Pour Ebadi, le moyen de mettre un terme à la tyrannie en Iran devrait être un référendum sur la constitution suivi par les Nations-Unies et proposant un changement fondamental : la suppression de la fonction non-élective du Guide Suprême. Les iraniens, a-t-elle déclaré, « veulent changer notre régime, en changeant notre constitution en une constitution laïque basée sur la déclaration universelle des droits de l’homme. »

Le radicalisme d’Ebadi, ainsi que les manifestations de masse qui ont débuté fin décembre, constituent un puissant reproche au consensus sur la politique étrangère parmi de nombreux progressistes Occidentaux qui attendent toujours du président iranien, Hassan Rohani, qu’il procède aux réformes qu’il a promises lors de ses campagnes de 2013 et de 2017.

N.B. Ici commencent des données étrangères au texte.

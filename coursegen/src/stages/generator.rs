//! The generation capability.

use async_trait::async_trait;
use std::fmt::Debug;
use std::time::Duration;

use super::PromptMaterial;
use crate::errors::GenerationError;
use crate::schema::SchemaDescriptor;

/// A generative model producing structured output.
///
/// Implementations may be slow, may fail, and may return structurally
/// invalid data even on success; the runner validates every result and
/// enforces `timeout` on its own.
#[async_trait]
pub trait Generator: Send + Sync + Debug {
    /// Generates a structured result for `prompt` shaped like `schema`.
    async fn generate(
        &self,
        prompt: &PromptMaterial,
        schema: &SchemaDescriptor,
        timeout: Duration,
    ) -> Result<serde_json::Value, GenerationError>;
}
/// Errors raised while assembling the final record.
#[derive(Debug, Clone, Error)]
pub enum AssemblyError {
    /// Assembly was attempted before the run completed.
    #[error("Pipeline run {run_id} is {status}; assembly requires a completed run")]
    IncompletePipeline {
        /// The run.
        run_id: Uuid,
        /// Its current status.
        status: RunStatus,
    },

    /// A succeeded stage has no output or an output of the wrong shape.
    #[error("Stage '{stage}' output cannot be assembled: {mismatch}")]
    InvalidOutput {
        /// The stage.
        stage: String,
        /// What did not fit.
        mismatch: SchemaMismatch,
    },

    /// Outputs disagree with one another.
    #[error("Assembly conflict in stage '{stage}': {message}")]
    Conflict {
        /// The stage whose output conflicts.
        stage: String,
        /// Description of the conflict.
        message: String,
    },

    /// No stage fills the course slot.
    #[error("No stage provides the course outline")]
    MissingCourse,
}

/// Errors raised by the submission interface.
#[derive(Debug, Clone, Error)]
pub enum ServiceError {
    /// No definition is registered under this id.
    #[error("Unknown pipeline definition: {0}")]
    UnknownDefinition(String),

    /// The run is not known to the service or the store.
    #[error("Unknown pipeline run: {0}")]
    UnknownRun(Uuid),

    /// The run is still being executed by this process.
    #[error("Pipeline run {0} is already running")]
    AlreadyRunning(Uuid),

    /// The run reached a terminal state and cannot be resumed.
    #[error("Pipeline run {run_id} is {status} and cannot be resumed")]
    NotResumable {
        /// The run.
        run_id: Uuid,
        /// Its terminal status.
        status: RunStatus,
    },

    /// A persisted run was produced by another definition.
    #[error("Run belongs to definition '{expected}', not '{actual}'")]
    DefinitionMismatch {
        /// The definition recorded on the run.
        expected: String,
        /// The definition offered for resumption.
        actual: String,
    },
}

/// An illegal stage state transition. Indicates a runner bug.
#[derive(Debug, Clone, PartialEq, Eq, Error)]
#[error("Stage '{stage}' cannot move from {from} to {to}")]
pub struct InvalidTransition {
    /// The stage.
    pub stage: String,
    /// Current status.
    pub from: StageStatus,
    /// Requested status.
    pub to: StageStatus,
}

#[cfg(test)]
mod tests {
    use super::*;

    #[test]
    fn test_contract_error_info_creation() {
        let info = ContractErrorInfo::new("TEST-001", "Test error")
            .with_fix_hint("Fix this by doing that")
            .with_context_entry("stage", "outline");

        assert_eq!(info.code, "TEST-001");
        assert_eq!(info.fix_hint, Some("Fix this by doing that".to_string()));
        assert_eq!(info.context.get("stage"), Some(&"outline".to_string()));
    }

    #[test]
    fn test_cycle_error() {
        let err = DefinitionError::cycle(vec![
            "a".to_string(),
            "b".to_string(),
            "c".to_string(),
            "a".to_string(),
        ]);

        assert_eq!(err.kind, DefinitionErrorKind::CycleDetected);
        assert!(err.to_string().contains("a -> b -> c -> a"));
        assert_eq!(err.error_info.code, "DEFINITION-CYCLE");
    }

    #[test]
    fn test_unknown_dependency_error() {
        let err = DefinitionError::unknown_dependency("lessons", "outlin");
        assert_eq!(err.kind, DefinitionErrorKind::UnknownDependency);
        assert_eq!(err.stages, vec!["lessons".to_string(), "outlin".to_string()]);
    }

    #[test]
    fn test_stage_error_classification() {
        let schema: StageError = SchemaMismatch::new("$.title", "missing required field").into();
        assert_eq!(schema.kind(), StageErrorKind::SchemaMismatch);
        assert_eq!(schema.to_record().path.as_deref(), Some("$.title"));

        let timeout: StageError = GenerationError::Timeout { timeout_ms: 50 }.into();
        assert_eq!(timeout.kind(), StageErrorKind::Generation);
        assert!(timeout.to_record().path.is_none());
    }

    #[test]
    fn test_persistence_retryable() {
        assert!(PersistenceError::Unavailable("down".into()).is_retryable());
        assert!(PersistenceError::Io("disk".into()).is_retryable());
        assert!(!PersistenceError::RunNotFound(Uuid::nil()).is_retryable());
        assert!(!PersistenceError::Corrupt("bad json".into()).is_retryable());
    }

    #[test]
    fn test_stage_error_record_serialize() {
        let record = StageErrorRecord {
            kind: StageErrorKind::SchemaMismatch,
            message: "bad".to_string(),
            path: None,
        };
        let json = serde_json::to_value(&record).unwrap();
        assert_eq!(json["kind"], "schema_mismatch");
        assert!(json.get("path").is_none());
    }
}
//! Store wrapper with injected failures.

use async_trait::async_trait;
use std::sync::atomic::{AtomicU32, Ordering};
use uuid::Uuid;

use crate::assembly::AssembledRecord;
use crate::core::PipelineRun;
use crate::errors::PersistenceError;
use crate::store::{InMemoryPipelineStore, PipelineStore};

type RunPredicate = Box<dyn Fn(&PipelineRun) -> bool + Send + Sync>;

/// Wraps an [`InMemoryPipelineStore`] and fails selected writes with
/// [`PersistenceError::Unavailable`].
pub struct FlakyStore {
    inner: InMemoryPipelineStore,
    run_failures: AtomicU32,
    record_failures: AtomicU32,
    predicate: RunPredicate,
}

impl FlakyStore {
    /// Creates a store that never fails.
    #[must_use]
    pub fn new() -> Self {
        Self {
            inner: InMemoryPipelineStore::new(),
            run_failures: AtomicU32::new(0),
            record_failures: AtomicU32::new(0),
            predicate: Box::new(|_| true),
        }
    }

    /// Fails the next `count` run saves for which `predicate` holds.
    #[must_use]
    pub fn fail_run_saves<F>(mut self, count: u32, predicate: F) -> Self
    where
        F: Fn(&PipelineRun) -> bool + Send + Sync + 'static,
    {
        self.run_failures = AtomicU32::new(count);
        self.predicate = Box::new(predicate);
        self
    }

    /// Fails the next `count` record saves.
    #[must_use]
    pub fn fail_record_saves(self, count: u32) -> Self {
        self.record_failures.store(count, Ordering::SeqCst);
        self
    }

    /// The wrapped store.
    #[must_use]
    pub fn inner(&self) -> &InMemoryPipelineStore {
        &self.inner
    }

    /// Run saves still set to fail.
    #[must_use]
    pub fn pending_run_failures(&self) -> u32 {
        self.run_failures.load(Ordering::SeqCst)
    }

    fn take_failure(counter: &AtomicU32) -> bool {
        counter
            .fetch_update(Ordering::SeqCst, Ordering::SeqCst, |n| n.checked_sub(1))
            .is_ok()
    }
}

impl Default for FlakyStore {
    fn default() -> Self {
        Self::new()
    }
}

impl std::fmt::Debug for FlakyStore {
    fn fmt(&self, f: &mut std::fmt::Formatter<'_>) -> std::fmt::Result {
        f.debug_struct("FlakyStore")
            .field("run_failures", &self.run_failures.load(Ordering::SeqCst))
            .field("record_failures", &self.record_failures.load(Ordering::SeqCst))
            .finish_non_exhaustive()
    }
}

#[async_trait]
impl PipelineStore for FlakyStore {
    async fn save_run(&self, run: &PipelineRun) -> Result<(), PersistenceError> {
        if (self.predicate)(run) && Self::take_failure(&self.run_failures) {
            return Err(PersistenceError::Unavailable("injected run save failure".to_string()));
        }
        self.inner.save_run(run).await
    }

    async fn save_assembled_record(&self, record: &AssembledRecord) -> Result<(), PersistenceError> {
        if Self::take_failure(&self.record_failures) {
            return Err(PersistenceError::Unavailable("injected record save failure".to_string()));
        }
        self.inner.save_assembled_record(record).await
    }

    async fn load_run(&self, run_id: Uuid) -> Result<PipelineRun, PersistenceError> {
        self.inner.load_run(run_id).await
    }

    async fn load_assembled_record(&self, run_id: Uuid) -> Result<AssembledRecord, PersistenceError> {
        self.inner.load_assembled_record(run_id).await
    }
}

Ebadi m’a dit qu’elle n’avait jamais cru que Rohani était un réformateur. Néanmoins, elle a également affirmé qu’elle hésitait à exhorter à un renversement du régime, parce que la révolution de 1979 était si traumatisante. C’est pourquoi elle dit que le soulèvement actuel n’a pas un seul chef de file. « Au cours de la lutte, les leaders émergeront », m’a-t-elle confié. « Lorsqu’il y aura des élections libres en Iran, les leaders s’afficheront ».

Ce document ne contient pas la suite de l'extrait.